_GOAL OF THE EXERCISE_: Transcribe the entries in full, keeping each word as it is.

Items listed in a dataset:
◇ ◇ ◇ ◇ ◇ ◇ ◇

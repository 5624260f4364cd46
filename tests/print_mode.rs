//! Integration tests for `--print` (markdown output of one week)

use std::path::PathBuf;
use std::process::Command;

fn fixture(name: &str) -> PathBuf {
    PathBuf::from(env!("CARGO_MANIFEST_DIR"))
        .join("tests")
        .join("fixtures")
        .join(name)
}

fn run_print(args: &[&str]) -> (String, String, i32) {
    let output = Command::new(env!("CARGO_BIN_EXE_shiftboard"))
        // Keep the user's config.toml out of the way.
        .arg("--config")
        .arg(fixture("empty.toml"))
        .arg("--print")
        .arg("--today")
        .arg("2024-06-12")
        .args(args)
        .output()
        .expect("Failed to execute shiftboard");

    let stdout = String::from_utf8_lossy(&output.stdout).to_string();
    let stderr = String::from_utf8_lossy(&output.stderr).to_string();
    let exit_code = output.status.code().unwrap_or(-1);

    (stdout, stderr, exit_code)
}

fn roster() -> String {
    fixture("roster.json").display().to_string()
}

#[test]
fn test_prints_current_week() {
    let (stdout, _, code) = run_print(&[&roster()]);
    assert_eq!(code, 0);
    assert!(stdout.starts_with("# ACR Operations Shift Schedule\n"));
    assert!(stdout.contains("*06-10 through 06-16*"));
    assert!(stdout.contains("Week 2 of 2"));
    assert!(stdout.contains("## Owl Shift"));
    assert!(stdout.contains("## Day Shift"));
    assert!(stdout.contains("**06-12**"));
    assert!(stdout.contains("~~Lee~~"));
    assert!(stdout.contains("- #1 C1 Smith: swapped with Lee"));
}

#[test]
fn test_prints_requested_week() {
    let (stdout, _, code) = run_print(&["--week", "1", &roster()]);
    assert_eq!(code, 0);
    assert!(stdout.contains("*06-03 through 06-09*"));
    assert!(stdout.contains("Week 1 of 2"));
    assert!(stdout.contains("Garcia"));
}

#[test]
fn test_out_of_range_week_warns() {
    let (stdout, stderr, code) = run_print(&["--week", "9", &roster()]);
    assert_eq!(code, 0);
    assert!(stderr.contains("week 9 out of range"));
    assert!(stdout.contains("Week 2 of 2"));
}

#[test]
fn test_missing_file_fails() {
    let missing = fixture("nope.json").display().to_string();
    let (stdout, stderr, code) = run_print(&[&missing]);
    assert_ne!(code, 0);
    assert!(stdout.is_empty());
    assert!(stderr.contains("nope.json"));
}
//! Date range extraction and current-week resolution.
//!
//! Roster weeks carry their dates as ISO midnight timestamps
//! (`2024-06-03T00:00:00`) near the top of the week, usually one per weekday
//! column. Only the first [`DATE_SCAN_ROWS`] rows of a week are inspected.

use std::borrow::Cow;

use chrono::{Days, NaiveDate, NaiveDateTime, TimeDelta};

use super::cell::Row;
use super::patterns::{DATE_SCAN_ROWS, is_iso_date, parse_iso_date};
use super::segment::marked_bounds;

/// Every parsable ISO date in the first rows of a week, in sheet order.
fn collect_dates(rows: &[Row]) -> Vec<NaiveDate> {
    rows.iter()
        .take(DATE_SCAN_ROWS)
        .flat_map(|row| row.iter())
        .filter_map(|cell| parse_iso_date(&cell.text()))
        .collect()
}

/// Format a date as `MM-DD`.
pub fn format_month_day(date: NaiveDate) -> String {
    date.format("%m-%d").to_string()
}

/// `"MM-DD through MM-DD"` for the earliest and latest dates of the week,
/// or an empty string when fewer than two dates are present.
pub fn extract_date_range(rows: &[Row]) -> String {
    let mut dates = collect_dates(rows);
    if dates.len() < 2 {
        return String::new();
    }
    dates.sort();
    format!(
        "{} through {}",
        format_month_day(dates[0]),
        format_month_day(dates[dates.len() - 1])
    )
}

/// Half-open span `[earliest, latest + 1 day)` covered by the week's dates.
pub fn week_span(rows: &[Row]) -> Option<(NaiveDateTime, NaiveDateTime)> {
    let dates = collect_dates(rows);
    let first = dates.iter().min()?;
    let last = dates.iter().max()?;
    let end = last.checked_add_days(Days::new(1))?;
    Some((first.and_hms_opt(0, 0, 0)?, end.and_hms_opt(0, 0, 0)?))
}

fn distance_to_span(now: NaiveDateTime, (start, end): (NaiveDateTime, NaiveDateTime)) -> TimeDelta {
    if now < start {
        start - now
    } else if now >= end {
        now - end
    } else {
        TimeDelta::zero()
    }
}

/// Index of the week whose date span contains `now`.
///
/// When no span contains it, the week with the nearest span wins (ties go to
/// the earlier week). Weeks without any parsable date are ignored; if none has
/// one, returns 0.
pub fn find_current_week(grid: &[Row], separators: &[usize], now: NaiveDateTime) -> usize {
    let mut closest: Option<(usize, TimeDelta)> = None;

    for (index, range) in marked_bounds(separators, grid.len()).into_iter().enumerate() {
        let Some(span) = week_span(&grid[range]) else {
            continue;
        };
        if now >= span.0 && now < span.1 {
            return index;
        }
        let distance = distance_to_span(now, span);
        if closest.is_none_or(|(_, best)| distance < best) {
            closest = Some((index, distance));
        }
    }

    match closest {
        Some((index, _)) => {
            tracing::debug!(week = index, "no week contains today, using closest week");
            index
        }
        None => 0,
    }
}

/// Render ISO midnight timestamps as `MM-DD`; any other text is returned as-is.
pub fn format_display_date(text: &str) -> Cow<'_, str> {
    if !is_iso_date(text) {
        return Cow::Borrowed(text);
    }
    match parse_iso_date(text) {
        Some(date) => Cow::Owned(format_month_day(date)),
        None => Cow::Borrowed(text),
    }
}

/// True if the text is an ISO date falling on `today`.
pub fn is_same_day(text: &str, today: NaiveDate) -> bool {
    parse_iso_date(text) == Some(today)
}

◇ ◇ ◇ ◇ ◇ ◇ ◇

_FINISHED EXERCISE_:
repository 5624260f4364cd46
filename tests/print_mode.rs
//! Integration tests for `--print` (markdown output of one week)

use std::path::PathBuf;
use std::process::Command;

fn fixture(name: &str) -> PathBuf {
    PathBuf::from(env!("CARGO_MANIFEST_DIR"))
        .join("tests")
        .join("fixtures")
        .join(name)
}

fn run_print(args: &[&str]) -> (String, String, i32) {
    let output = Command::new(env!("CARGO_BIN_EXE_shiftboard"))
        // Keep the user's config.toml out of the way.
        .arg("--config")
        .arg(fixture("empty.toml"))
        .arg("--print")
        .arg("--today")
        .arg("2024-06-12")
        .args(args)
        .output()
        .expect("Failed to execute shiftboard");

    let stdout = String::from_utf8_lossy(&output.stdout).to_string();
    let stderr = String::from_utf8_lossy(&output.stderr).to_string();
    let exit_code = output.status.code().unwrap_or(-1);

    (stdout, stderr, exit_code)
}

fn roster() -> String {
    fixture("roster.json").display().to_string()
}

#[test]
fn test_prints_current_week() {
    let (stdout, _, code) = run_print(&[&roster()]);
    assert_eq!(code, 0);
    assert!(stdout.starts_with("# ACR Operations Shift Schedule\n"));
    assert!(stdout.contains("*06-10 through 06-16*"));
    assert!(stdout.contains("Week 2 of 2"));
    assert!(stdout.contains("## Owl Shift"));
    assert!(stdout.contains("## Day Shift"));
    assert!(stdout.contains("**06-12**"));
    assert!(stdout.contains("~~Lee~~"));
    assert!(stdout.contains("- #1 C1 Smith: swapped with Lee"));
}

#[test]
fn test_prints_requested_week() {
    let (stdout, _, code) = run_print(&["--week", "1", &roster()]);
    assert_eq!(code, 0);
    assert!(stdout.contains("*06-03 through 06-09*"));
    assert!(stdout.contains("Week 1 of 2"));
    assert!(stdout.contains("Garcia"));
}

#[test]
fn test_out_of_range_week_warns() {
    let (stdout, stderr, code) = run_print(&["--week", "9", &roster()]);
    assert_eq!(code, 0);
    assert!(stderr.contains("week 9 out of range"));
    assert!(stdout.contains("Week 2 of 2"));
}

#[test]
fn test_missing_file_fails() {
    let missing = fixture("nope.json").display().to_string();
    let (stdout, stderr, code) = run_print(&[&missing]);
    assert_ne!(code, 0);
    assert!(stdout.is_empty());
    assert!(stderr.contains("nope.json"));
}
//! Date range extraction and current-week resolution.
//!
//! Roster weeks carry their dates as ISO midnight timestamps
//! (`2024-06-03T00:00:00`) near the top of the week, usually one per weekday
//! column. Only the first [`DATE_SCAN_ROWS`] rows of a week are inspected.

use std::borrow::Cow;

use chrono::{Days, NaiveDate, NaiveDateTime, TimeDelta};

use super::cell::Row;
use super::patterns::{DATE_SCAN_ROWS, is_iso_date, parse_iso_date};
use super::segment::marked_bounds;

/// Every parsable ISO date in the first rows of a week, in sheet order.
fn collect_dates(rows: &[Row]) -> Vec<NaiveDate> {
    rows.iter()
        .take(DATE_SCAN_ROWS)
        .flat_map(|row| row.iter())
        .filter_map(|cell| parse_iso_date(&cell.text()))
        .collect()
}

/// Format a date as `MM-DD`.
pub fn format_month_day(date: NaiveDate) -> String {
    date.format("%m-%d").to_string()
}

/// `"MM-DD through MM-DD"` for the earliest and latest dates of the week,
/// or an empty string when fewer than two dates are present.
pub fn extract_date_range(rows: &[Row]) -> String {
    let mut dates = collect_dates(rows);
    if dates.len() < 2 {
        return String::new();
    }
    dates.sort();
    format!(
        "{} through {}",
        format_month_day(dates[0]),
        format_month_day(dates[dates.len() - 1])
    )
}

/// Half-open span `[earliest, latest + 1 day)` covered by the week's dates.
pub fn week_span(rows: &[Row]) -> Option<(NaiveDateTime, NaiveDateTime)> {
    let dates = collect_dates(rows);
    let first = dates.iter().min()?;
    let last = dates.iter().max()?;
    let end = last.checked_add_days(Days::new(1))?;
    Some((first.and_hms_opt(0, 0, 0)?, end.and_hms_opt(0, 0, 0)?))
}

fn distance_to_span(now: NaiveDateTime, (start, end): (NaiveDateTime, NaiveDateTime)) -> TimeDelta {
    if now < start {
        start - now
    } else if now >= end {
        now - end
    } else {
        TimeDelta::zero()
    }
}

/// Index of the week whose date span contains `now`.
///
/// When no span contains it, the week with the nearest span wins (ties go to
/// the earlier week). Weeks without any parsable date are ignored; if none has
/// one, returns 0.
pub fn find_current_week(grid: &[Row], separators: &[usize], now: NaiveDateTime) -> usize {
    let mut closest: Option<(usize, TimeDelta)> = None;

    for (index, range) in marked_bounds(separators, grid.len()).into_iter().enumerate() {
        let Some(span) = week_span(&grid[range]) else {
            continue;
        };
        if now >= span.0 && now < span.1 {
            return index;
        }
        let distance = distance_to_span(now, span);
        if closest.is_none_or(|(_, best)| distance < best) {
            closest = Some((index, distance));
        }
    }

    match closest {
        Some((index, _)) => {
            tracing::debug!(week = index, "no week contains today, using closest week");
            index
        }
        None => 0,
    }
}

/// Render ISO midnight timestamps as `MM-DD`; any other text is returned as-is.
pub fn format_display_date(text: &str) -> Cow<'_, str> {
    if !is_iso_date(text) {
        return Cow::Borrowed(text);
    }
    match parse_iso_date(text) {
        Some(date) => Cow::Owned(format_month_day(date)),
        None => Cow::Borrowed(text),
    }
}

/// True if the text is an ISO date falling on `today`.
pub fn is_same_day(text: &str, today: NaiveDate) -> bool {
    parse_iso_date(text) == Some(today)
}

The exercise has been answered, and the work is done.